I reckon one of the best parts of planning any trip is the book time you spend brushing up on your destination. I loved Diego de Landa’s “Yucatan Before and After the Conquest“, which I read in Mexico last year while doing field work in that spectacular peninsula. So it is that I come to be reading up on the Amazon river basin this year. Not that I’m sailing up that mighty muddy meander anytime soon, but I did have a first visit to Brazil in January and – one day – the Amazon will be mine, oh yes, it will be mine. Plus, I had to fess up that I just know jack about rainforests, and that one in particular. So, I grabbed a couple of books and started reading. Interestingly, Michael Goulding is the first author of both, so it afforded a good chance to compare books on content moreso than author style.

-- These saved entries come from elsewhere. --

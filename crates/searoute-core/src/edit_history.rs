//! Undo/redo history for manually edited route polylines.

use crate::error::NeedMorePoints;
use crate::models::GeoPoint;
use crate::smoothing;
use std::collections::VecDeque;
use thiserror::Error;
use tokio::sync::watch;

/// Hard cap on retained checkpoints.
pub const MAX_HISTORY: usize = 50;

/// Decimal places compared when deciding whether the polyline changed.
const FINGERPRINT_SCALE: f64 = 1e6;

#[derive(Debug, Clone, PartialEq)]
enum Entry {
    Route(Vec<GeoPoint>),
    /// Deliberate "cleared" checkpoint.
    Cleared,
    /// Null found in the middle of a restored history. Never produced by
    /// editing; navigation steps over it.
    Gap,
}

impl Entry {
    fn vertices(&self) -> Option<&[GeoPoint]> {
        match self {
            Entry::Route(v) => Some(v),
            Entry::Cleared | Entry::Gap => None,
        }
    }
}

/// Result of an undo or redo request.
#[derive(Debug, PartialEq)]
pub enum Navigation<'a> {
    /// Cursor moved; `None` means the restored checkpoint is the cleared state.
    Moved(Option<&'a [GeoPoint]>),
    AtOldest,
    AtNewest,
}

/// Bounded checkpoint log with a cursor.
#[derive(Debug, Clone)]
pub struct EditHistory {
    capacity: usize,
    entries: VecDeque<Entry>,
    cursor: usize,
}

impl Default for EditHistory {
    fn default() -> Self {
        Self::new()
    }
}

impl EditHistory {
    pub fn new() -> Self {
        Self::with_capacity(MAX_HISTORY)
    }

    pub fn with_capacity(capacity: usize) -> Self {
        Self {
            capacity: capacity.max(1),
            entries: VecDeque::new(),
            cursor: 0,
        }
    }

    /// Rebuild a history from externally stored snapshots, where `None` is a
    /// null entry. A leading null is the cleared marker; later nulls become
    /// gaps that undo/redo skip. Oldest entries beyond the cap are dropped.
    pub fn restore(snapshots: Vec<Option<Vec<GeoPoint>>>, cursor: usize) -> Self {
        let mut history = Self::new();
        let overflow = snapshots.len().saturating_sub(history.capacity);
        for (index, snapshot) in snapshots.into_iter().enumerate() {
            let entry = match snapshot {
                Some(vertices) => Entry::Route(vertices),
                None if index == 0 => Entry::Cleared,
                None => Entry::Gap,
            };
            history.entries.push_back(entry);
        }
        for _ in 0..overflow {
            history.entries.pop_front();
        }
        if history.entries.is_empty() {
            return history;
        }

        let mut cursor = cursor.saturating_sub(overflow).min(history.entries.len() - 1);
        while cursor > 0 && history.entries[cursor] == Entry::Gap {
            cursor -= 1;
        }
        history.cursor = cursor;
        history
    }

    /// Record a polyline checkpoint.
    pub fn push(&mut self, vertices: Vec<GeoPoint>) {
        self.push_entry(Entry::Route(vertices));
    }

    /// Record the deliberate cleared state.
    pub fn push_cleared(&mut self) {
        self.push_entry(Entry::Cleared);
    }

    fn push_entry(&mut self, entry: Entry) {
        if self.entries.is_empty() {
            self.entries.push_back(entry);
            self.cursor = 0;
            return;
        }

        // Undone entries are discarded when a new edit branches off.
        if self.cursor < self.entries.len() - 1 {
            self.entries.truncate(self.cursor + 1);
        }

        self.entries.push_back(entry);
        self.cursor = self.entries.len() - 1;

        while self.entries.len() > self.capacity {
            self.entries.pop_front();
            self.cursor = self.cursor.saturating_sub(1);
        }
    }

    pub fn undo(&mut self) -> Navigation<'_> {
        let target = (0..self.cursor)
            .rev()
            .find(|&i| self.entries[i] != Entry::Gap);
        match target {
            Some(index) => {
                self.cursor = index;
                Navigation::Moved(self.entries[index].vertices())
            }
            None => Navigation::AtOldest,
        }
    }

    pub fn redo(&mut self) -> Navigation<'_> {
        let target = (self.cursor + 1..self.entries.len()).find(|&i| self.entries[i] != Entry::Gap);
        match target {
            Some(index) => {
                self.cursor = index;
                Navigation::Moved(self.entries[index].vertices())
            }
            None => Navigation::AtNewest,
        }
    }

    /// Polyline at the cursor; `None` when empty or cleared.
    pub fn current(&self) -> Option<&[GeoPoint]> {
        self.entries.get(self.cursor).and_then(Entry::vertices)
    }

    /// Cursor index, or `None` for an empty history.
    pub fn cursor(&self) -> Option<usize> {
        if self.entries.is_empty() {
            None
        } else {
            Some(self.cursor)
        }
    }

    pub fn len(&self) -> usize {
        self.entries.len()
    }

    pub fn is_empty(&self) -> bool {
        self.entries.is_empty()
    }

    pub fn can_undo(&self) -> bool {
        (0..self.cursor).any(|i| self.entries[i] != Entry::Gap)
    }

    pub fn can_redo(&self) -> bool {
        (self.cursor + 1..self.entries.len()).any(|i| self.entries[i] != Entry::Gap)
    }

    /// Snapshots oldest first; cleared markers and gaps read as `None`.
    pub fn iter(&self) -> impl Iterator<Item = Option<&[GeoPoint]>> + '_ {
        self.entries.iter().map(Entry::vertices)
    }
}

/// Vertices rounded to six decimals, so float noise does not register as an edit.
pub fn fingerprint(vertices: &[GeoPoint]) -> Vec<[i64; 2]> {
    vertices
        .iter()
        .map(|v| {
            [
                (v.lat() * FINGERPRINT_SCALE).round() as i64,
                (v.lon() * FINGERPRINT_SCALE).round() as i64,
            ]
        })
        .collect()
}

/// The map drawing capability the controller edits through.
pub trait DrawingSurface {
    /// Current vertex array of the drawn polyline.
    fn vertices(&self) -> Vec<GeoPoint>;

    /// Replace the drawn polyline.
    fn set_vertices(&mut self, vertices: &[GeoPoint]);

    /// Change notifications, if the surface can emit them. Without them the
    /// edit session falls back to periodic polling.
    fn change_notifications(&self) -> Option<watch::Receiver<u64>> {
        None
    }
}

/// In-memory drawing surface.
#[derive(Debug, Default)]
pub struct MemorySurface {
    vertices: Vec<GeoPoint>,
    changes: Option<watch::Sender<u64>>,
}

impl MemorySurface {
    pub fn new() -> Self {
        Self::default()
    }

    /// A surface that publishes a change counter on every mutation.
    pub fn with_notifications() -> Self {
        let (tx, _rx) = watch::channel(0);
        Self {
            vertices: Vec::new(),
            changes: Some(tx),
        }
    }

    /// Move one vertex, as a user drag would.
    pub fn drag_vertex(&mut self, index: usize, to: GeoPoint) -> bool {
        match self.vertices.get_mut(index) {
            Some(vertex) => {
                *vertex = to;
                self.notify();
                true
            }
            None => false,
        }
    }

    fn notify(&self) {
        if let Some(tx) = &self.changes {
            tx.send_modify(|n| *n += 1);
        }
    }
}

impl DrawingSurface for MemorySurface {
    fn vertices(&self) -> Vec<GeoPoint> {
        self.vertices.clone()
    }

    fn set_vertices(&mut self, vertices: &[GeoPoint]) {
        self.vertices = vertices.to_vec();
        self.notify();
    }

    fn change_notifications(&self) -> Option<watch::Receiver<u64>> {
        self.changes.as_ref().map(watch::Sender::subscribe)
    }
}

#[derive(Debug, Clone, Copy, PartialEq, Eq)]
pub enum EditState {
    /// Nothing drawn
    Idle,
    /// A committed polyline, not mid-edit
    HasRoute,
    /// Vertices are being dragged; checkpoints are taken on change
    Editing,
}

/// User-facing reasons an action did nothing.
#[derive(Debug, Clone, PartialEq, Eq, Error)]
pub enum EditNotice {
    #[error("nothing to undo")]
    NothingToUndo,
    #[error("nothing to redo")]
    NothingToRedo,
    #[error("no route drawn")]
    NoRoute,
    #[error("a route needs at least two points")]
    TooFewPoints,
    #[error(transparent)]
    NeedMorePoints(#[from] NeedMorePoints),
}

/// Edit-session state machine over a [`DrawingSurface`].
#[derive(Debug)]
pub struct EditHistoryController<S> {
    surface: S,
    history: EditHistory,
    state: EditState,
    last_recorded: Option<Vec<[i64; 2]>>,
}

impl<S: DrawingSurface> EditHistoryController<S> {
    pub fn new(surface: S) -> Self {
        Self {
            surface,
            history: EditHistory::new(),
            state: EditState::Idle,
            last_recorded: None,
        }
    }

    pub fn state(&self) -> EditState {
        self.state
    }

    pub fn history(&self) -> &EditHistory {
        &self.history
    }

    pub fn surface(&self) -> &S {
        &self.surface
    }

    pub fn surface_mut(&mut self) -> &mut S {
        &mut self.surface
    }

    /// A new polyline from the drawing tool.
    pub fn draw(&mut self, vertices: Vec<GeoPoint>) -> Result<(), EditNotice> {
        if vertices.len() < 2 {
            return Err(EditNotice::TooFewPoints);
        }
        if self.state == EditState::Editing {
            self.stop_edit();
        }
        self.surface.set_vertices(&vertices);
        self.record(vertices);
        self.state = EditState::HasRoute;
        Ok(())
    }

    /// Begin dragging vertices. The pre-edit polyline is checkpointed first
    /// so undo can return to it.
    pub fn start_edit(&mut self) -> Result<(), EditNotice> {
        match self.state {
            EditState::Idle => Err(EditNotice::NoRoute),
            EditState::Editing => Ok(()),
            EditState::HasRoute => {
                let current = self.surface.vertices();
                if self.history.current().map(fingerprint) != Some(fingerprint(&current)) {
                    self.record(current);
                } else {
                    self.last_recorded = Some(fingerprint(&current));
                }
                self.state = EditState::Editing;
                Ok(())
            }
        }
    }

    /// Checkpoint the surface if it changed since the last checkpoint.
    /// Only active while editing; returns whether a checkpoint was pushed.
    pub fn poll(&mut self) -> bool {
        if self.state != EditState::Editing {
            return false;
        }
        let vertices = self.surface.vertices();
        let print = fingerprint(&vertices);
        if self.last_recorded.as_ref() == Some(&print) {
            return false;
        }
        self.history.push(vertices);
        self.last_recorded = Some(print);
        true
    }

    /// Final poll, then back to [`EditState::HasRoute`].
    pub fn stop_edit(&mut self) -> bool {
        if self.state != EditState::Editing {
            return false;
        }
        let pushed = self.poll();
        self.state = EditState::HasRoute;
        pushed
    }

    /// Remove the polyline, leaving a cleared checkpoint.
    pub fn clear(&mut self) -> Result<(), EditNotice> {
        if self.state == EditState::Idle {
            return Err(EditNotice::NoRoute);
        }
        self.stop_edit();
        self.surface.set_vertices(&[]);
        self.history.push_cleared();
        self.last_recorded = None;
        self.state = EditState::Idle;
        Ok(())
    }

    pub fn undo(&mut self) -> Result<(), EditNotice> {
        self.stop_edit();
        let restored = match self.history.undo() {
            Navigation::Moved(snapshot) => snapshot.map(<[GeoPoint]>::to_vec),
            Navigation::AtOldest | Navigation::AtNewest => return Err(EditNotice::NothingToUndo),
        };
        self.apply(restored);
        Ok(())
    }

    pub fn redo(&mut self) -> Result<(), EditNotice> {
        self.stop_edit();
        let restored = match self.history.redo() {
            Navigation::Moved(snapshot) => snapshot.map(<[GeoPoint]>::to_vec),
            Navigation::AtOldest | Navigation::AtNewest => return Err(EditNotice::NothingToRedo),
        };
        self.apply(restored);
        Ok(())
    }

    /// One smoothing pass over the drawn polyline, recorded as a checkpoint.
    pub fn smooth(&mut self) -> Result<(), EditNotice> {
        if self.state == EditState::Idle {
            return Err(EditNotice::NoRoute);
        }
        self.stop_edit();
        let smoothed = smoothing::smooth(&self.surface.vertices())?;
        self.surface.set_vertices(&smoothed);
        self.record(smoothed);
        Ok(())
    }

    fn record(&mut self, vertices: Vec<GeoPoint>) {
        self.last_recorded = Some(fingerprint(&vertices));
        self.history.push(vertices);
    }

    fn apply(&mut self, restored: Option<Vec<GeoPoint>>) {
        match restored {
            Some(vertices) => {
                self.surface.set_vertices(&vertices);
                self.last_recorded = Some(fingerprint(&vertices));
                self.state = EditState::HasRoute;
            }
            None => {
                self.surface.set_vertices(&[]);
                self.last_recorded = None;
                self.state = EditState::Idle;
            }
        }
    }
}
pub mod edit_history;
pub mod edit_session;
pub mod error;
pub mod landmass;
pub mod models;
pub mod segment;
pub mod smoothing;
pub mod spatial;
pub mod synthesizer;
pub mod versioning;

pub use edit_history::{
    DrawingSurface, EditHistory, EditHistoryController, EditNotice, EditState, MemorySurface,
    Navigation, MAX_HISTORY,
};
pub use edit_session::EditSession;
pub use error::{InputError, NeedMorePoints};
pub use landmass::{reference_landmasses, Landmass};
pub use models::{
    DistanceUnits, GenerateRouteRequest, GeoPoint, LatLng, MaritimeRoute, Port, RouteKind,
    RouteResponse, RouteSegment, SegmentStyle, SmoothRequest, SmoothResponse,
};
pub use segment::{
    segment_id, RouteType, SaveSegmentResponse, SegmentCandidate, SegmentHistoryResponse,
    SegmentMetadata, SegmentRecord, SegmentSaveRequest,
};
pub use smoothing::smooth;
pub use spatial::{distance_km, distance_nm};
pub use synthesizer::{RouteSynthesizer, SynthesizerConfig};
pub use versioning::{next_version, resolve_created_at, CreatedAtSource, VersionSnapshot};
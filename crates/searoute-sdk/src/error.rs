use reqwest::StatusCode;
use searoute_core::InputError;
use thiserror::Error;

#[derive(Debug, Error)]
pub enum ClientError {
    /// Rejected locally; nothing was sent.
    #[error(transparent)]
    Input(#[from] InputError),

    /// Route generation answered with a non-success status.
    #[error("no sea route found (status {status})")]
    NoRouteFound { status: StatusCode },

    /// The save did not commit. The server's prior version is unchanged and
    /// the pending save can be retried.
    #[error("save failed (status {status}): {message}")]
    SaveFailed { status: StatusCode, message: String },

    #[error("segment {segment_id} not found")]
    NotFound { segment_id: String },

    #[error("unexpected response (status {status}): {message}")]
    Unexpected { status: StatusCode, message: String },

    #[error("transport error: {0}")]
    Transport(#[from] reqwest::Error),
}

impl ClientError {
    /// Whether resubmitting the same request could succeed.
    ///
    /// Transport errors count even when the server may have committed:
    /// retries go through the same [`crate::PendingSave`], whose request id
    /// makes the server replay the stored version instead of adding one.
    pub fn is_retryable(&self) -> bool {
        match self {
            ClientError::Transport(_) => true,
            ClientError::SaveFailed { status, .. } => status.is_server_error(),
            _ => false,
        }
    }
}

In The Smithsonian Atlas of the Amazon, Goulding and co-authors Ronaldo Berthem and Efrem Ferreira take a spatially explicit approach to the world’s largest river basin, exploring the major tributaries such as the Madeira, Xingu, Tapajos, Tocantins, and Negro, many of which would be mighty rivers in their own right, if only they drained into the sea instead of an even bigger basin. Despite the name, maps do not make up the majority of the book. Instead, it is full of photographs and explanatory text, describing the geological, climatological, sociological and ecological settings of each region. Especially relevant are the discussions of the different habitat types including whitewater (muddy), clearwater and blackwater tributaries, as well as flooded forests full of frugivorous fish, floodplain lakes with their meter-wide giant lilies, and vast floating meadows of grass munched by shy riverine manatees. The maps are there more to help you understand where in this mind-bogglingly convoluted labyrinth of channels, lakes, forests and floodplains the current discussion is focused. In that role, they’re perfectly applied, and I found the book to be immensely informative and surprisingly readable. Then again, I’m the kind of guy who actually reads atlases, so what does that say? Best discovery: I had no idea that until the Andes were pushed up, the Amazon flowed the other way, from east to west, draining Eastern Brazil and Guyana into the Pacific somewhere in Peru.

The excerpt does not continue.